Hollywood and Vine is a 1945 American comedy film directed by Alexis Thurn-Taxis, featuring the dog who played Daisy in Columbia's Blondie film series.

The film is also known as Daisy Goes Hollywood in the United Kingdom and as Happily Ever After in the United States.

==Plot summary==
Martha Manning is on her way to imagined fame and fortune in Hollywood, stopping off at Pop Barkley's hamburger stand thirty miles from the city of her dreams. A stray dog enters, as does Larry Winters, who thinks the dog belongs to Martha. Feeding the dog his hamburger, Larry notices the dog dancing to The Emperor's Waltz on Pop's jukebox and thinks the dog belongs to Martha.
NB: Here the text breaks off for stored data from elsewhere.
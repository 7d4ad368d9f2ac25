// SPDX-License-Identifier: GPL-3.0-or-later

use std::time::Instant;

use crate::search::Limits;
use crate::types::*;

/// Budgets one move's thinking time: a soft target derived from the
/// clock and a hard cap of four times the target. The iteration gate
/// predicts the next depth at four times the previous one.
pub struct TimeManager {
    start: Instant,
    soft_ms: i64,
    hard_ms: i64,
    managed: bool,
}

const MOVE_HORIZON: i32 = 80;
const HARD_CAP_FACTOR: i64 = 4;
const NEXT_DEPTH_FACTOR: i64 = 4;
const CRITICAL_SCORE_DROP: Value = Value(50);

impl TimeManager {
    pub fn new(limits: &Limits, us: Color) -> TimeManager {
        let managed = limits.use_time_management();
        let time_left = limits.time[us.idx()];
        let inc = limits.inc[us.idx()];
        let soft_ms = time_left / limits.movestogo.max(MOVE_HORIZON) as i64 + inc;
        // Leave a little slack so the flag never falls on the cap itself.
        let hard_ms = (HARD_CAP_FACTOR * soft_ms).min((time_left - 20).max(1));
        TimeManager {
            start: Instant::now(),
            soft_ms,
            hard_ms,
            managed,
        }
    }

    pub fn elapsed_ms(&self) -> i64 {
        self.start.elapsed().as_millis() as i64
    }

    pub fn soft_budget_ms(&self) -> i64 {
        self.soft_ms
    }

    pub fn hard_cap_ms(&self) -> i64 {
        self.hard_ms
    }

    /// Hard stop, polled from the search.
    pub fn out_of_time(&self) -> bool {
        self.managed && self.elapsed_ms() >= self.hard_ms
    }

    /// Decides after a completed iteration whether the next depth fits.
    /// The estimate for the next iteration is four times the last one;
    /// after a critical score drop the search may run to the hard cap.
    pub fn may_compute_next_depth(&self, last_iteration_ms: i64, score: Value, previous: Value) -> bool {
        if !self.managed {
            return true;
        }
        let elapsed = self.elapsed_ms();
        if previous != Value::NONE && previous - score >= CRITICAL_SCORE_DROP {
            return elapsed < self.hard_ms;
        }
        let estimate = NEXT_DEPTH_FACTOR * last_iteration_ms.max(1);
        elapsed + estimate <= self.hard_ms
    }
}

#[cfg(test)]
mod tests {
    use super::*;

    fn clocked_limits(time: i64, inc: i64, movestogo: i32) -> Limits {
        Limits {
            time: [time, time],
            inc: [inc, inc],
            movestogo,
            ..Limits::default()
        }
    }

    #[test]
    fn soft_budget_uses_move_horizon() {
        let tm = TimeManager::new(&clocked_limits(80_000, 0, 0), WHITE);
        assert_eq!(tm.soft_budget_ms(), 1_000);
        assert_eq!(tm.hard_cap_ms(), 4_000);
    }

    #[test]
    fn increment_feeds_budget() {
        let tm = TimeManager::new(&clocked_limits(80_000, 500, 0), WHITE);
        assert_eq!(tm.soft_budget_ms(), 1_500);
    }

    #[test]
    fn hard_cap_never_exceeds_clock() {
        let tm = TimeManager::new(&clocked_limits(1_000, 2_000, 0), WHITE);
        assert!(tm.hard_cap_ms() < 1_000);
    }

    #[test]
    fn next_depth_gate() {
        let tm = TimeManager::new(&clocked_limits(80_000, 0, 0), WHITE);
        // A fast iteration leaves room, a slow one does not.
        assert!(tm.may_compute_next_depth(10, Value(20), Value(25)));
        assert!(!tm.may_compute_next_depth(10_000, Value(20), Value(25)));
        // A collapsing score keeps the search alive to the hard cap.
        assert!(tm.may_compute_next_depth(10_000, Value(-60), Value(0)));
    }

    #[test]
    fn unmanaged_limits_never_gate() {
        let limits = Limits {
            depth: 7,
            ..Limits::default()
        };
        let tm = TimeManager::new(&limits, WHITE);
        assert!(tm.may_compute_next_depth(1 << 30, Value::ZERO, Value::ZERO));
        assert!(!tm.out_of_time());
    }
}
Martha feels Larry is a wolf and leaves the cafe with Larry, vowing to track her down in Hollywood to return her dog, whom he has named "Emperor".

Martha meets her girlfriend Gloria, who she is staying with, but discovers she is not really a film actress but a stand in; however, Gloria has regular employment. As time goes by, the only work Martha can find is in a drugstore.

Larry turns out to be a New York playwright, newly arrived in Hollywood to write the screenplay for a film to be produced by Lavish Pictures. Before he can write the screenplay of his play, Lavish assigns him to write a script for a film about Hollywood, which Larry knows nothing about. He decides to learn about the city for his screenplay by working as a soda jerk at a drug-store soda fountain, where he meets Martha again. When Martha discovers that Larry has brought Emperor with him, Larry thinking he is her dog, she changes her mind about him.

By chance, Martha gets a small role in a film and brings Emperor to the Lavish Pictures film studio. Attracted by other dogs, Emperor follows them where the director of Larry's Hollywood film is looking for the ideal dog for his film: he is delighted with Emperor. Emperor steals the show from the other actors and becomes a major celebrity doing cigarette commercials and having troubles with the Internal Revenue Service.